11 February 2011
Ellery Queen on Kindle
When I was growing up, Ellery Queen was one of my five favorite crime novelists. (The others were John Dickson Carr, Agatha Christie, Erle Stanley Gardner and Rex Stout.) I read my first several Queen novels in Pocket Books priced at 25 cents, and by the time I'd made my way through the canon I was paying well over a dollar apiece for the 1970s Signet editions of Queen with the mod cover photos. If you had told me then that Ellery Queen would ever be virtually out of print, I would have found it inconceivable. And yet.... There are many reasons for publishers' neglect of Queen.
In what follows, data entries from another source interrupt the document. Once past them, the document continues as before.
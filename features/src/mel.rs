//! Mel filter bank, log compression and cepstral transform.

use std::f64::consts::PI;

use crate::config::MelRange;

/// Floor substituted for non-positive energies before taking logs.
pub const ENERGY_FLOOR: f64 = f32::EPSILON as f64;

/// Converts frequency in Hz to mel scale.
pub fn hz_to_mel(hz: f64) -> f64 {
    2595.0 * (1.0 + hz / 700.0).log10()
}

/// Warps a mel value back to Hz.
///
/// Uses the natural-log form of the warp, which is what the corpus models
/// were trained against, so it is not an exact inverse of [`hz_to_mel`].
pub fn mel_to_hz(mel: f64) -> f64 {
    700.0 * ((mel / 1125.0).exp() - 1.0)
}

/// Triangular mel filters over a half spectrum.
#[derive(Debug, Clone)]
pub struct MelBank {
    bins: usize,
    // [banks][bins]
    weights: Vec<Vec<f64>>,
}

impl MelBank {
    /// Builds `banks` triangular filters over `bins` magnitude bins.
    ///
    /// Filter edges sit at `floor((nfft + 1) * hz / sample_rate)` for
    /// `banks + 2` points evenly spaced on the mel scale across `range`.
    /// Edges beyond `bins` simply produce empty filters.
    pub fn new(bins: usize, banks: usize, nfft: usize, sample_rate: usize, range: MelRange) -> Self {
        let (low, high) = range.bounds();
        let min_mel = hz_to_mel(low);
        let max_mel = hz_to_mel(high);
        let step = (max_mel - min_mel) / (banks + 1) as f64;

        let edges: Vec<f64> = (0..banks + 2)
            .map(|n| {
                let hz = mel_to_hz(min_mel + n as f64 * step);
                ((nfft + 1) as f64 * hz / sample_rate as f64).floor()
            })
            .collect();

        let mut weights = Vec::with_capacity(banks);
        for m in 1..=banks {
            let (left, center, right) = (edges[m - 1], edges[m], edges[m + 1]);
            let filter = (0..bins)
                .map(|k| {
                    let k = k as f64;
                    if k >= left && k <= center && center != left {
                        (k - left) / (center - left)
                    } else if k >= center && k <= right && right != center {
                        (right - k) / (right - center)
                    } else {
                        0.0
                    }
                })
                .collect();
            weights.push(filter);
        }

        Self { bins, weights }
    }

    pub fn banks(&self) -> usize {
        self.weights.len()
    }

    /// Applies every filter to a magnitude frame.
    ///
    /// Zero products contribute [`ENERGY_FLOOR`] so that a silent frame still
    /// yields a strictly positive energy per bank.
    pub fn apply(&self, mags: &[f64]) -> Vec<f64> {
        let n = self.bins.min(mags.len());
        self.weights
            .iter()
            .map(|filter| {
                mags[..n]
                    .iter()
                    .zip(filter)
                    .map(|(&m, &w)| {
                        let p = m * w;
                        if p == 0.0 { ENERGY_FLOOR } else { p }
                    })
                    .sum()
            })
            .collect()
    }
}

/// Replaces each value with `log10(max(v, ENERGY_FLOOR))`.
pub fn log_compress(values: &mut [f64]) {
    for v in values.iter_mut() {
        if *v <= 0.0 || v.is_nan() {
            *v = ENERGY_FLOOR;
        }
        *v = v.log10();
    }
}

/// Unnormalized DCT-II: `X[i] = Σ x[n] cos(π / N (n + 0.5) i)`.
pub fn dct(values: &[f64]) -> Vec<f64> {
    let width = values.len();
    (0..width)
        .map(|i| {
            values
                .iter()
                .enumerate()
                .map(|(n, &x)| x * (PI / width as f64 * (n as f64 + 0.5) * i as f64).cos())
                .sum()
        })
        .collect()
}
Suffice it to say that all of that seems to changing with this morning's release for Kindle of three mysteries from Queen's heyday. Halfway House is a good place to start, coming as it does immediately after the nine novels (the earliest is The Roman Hat Mystery) with parallel nationality-plus-noun titles: Halfway House can be seen as marking Queen's turn from the series's overly cerebral beginnings to the more complex psychological content that culminates in the Wrightsville novels (starting with the superb Calamity Town). I haven't read Halfway House in about 50 years, but it was a favorite and I'm returning to it with great eagerness; its successor, The Door Between, I did reread recently and found to be every bit as good as I had remembered it. For today's Kindle releases (and their print counterparts) we're indebted to Agatha Christie's great-grandson James Prichard and his latest project, The Langtail Press. More to come.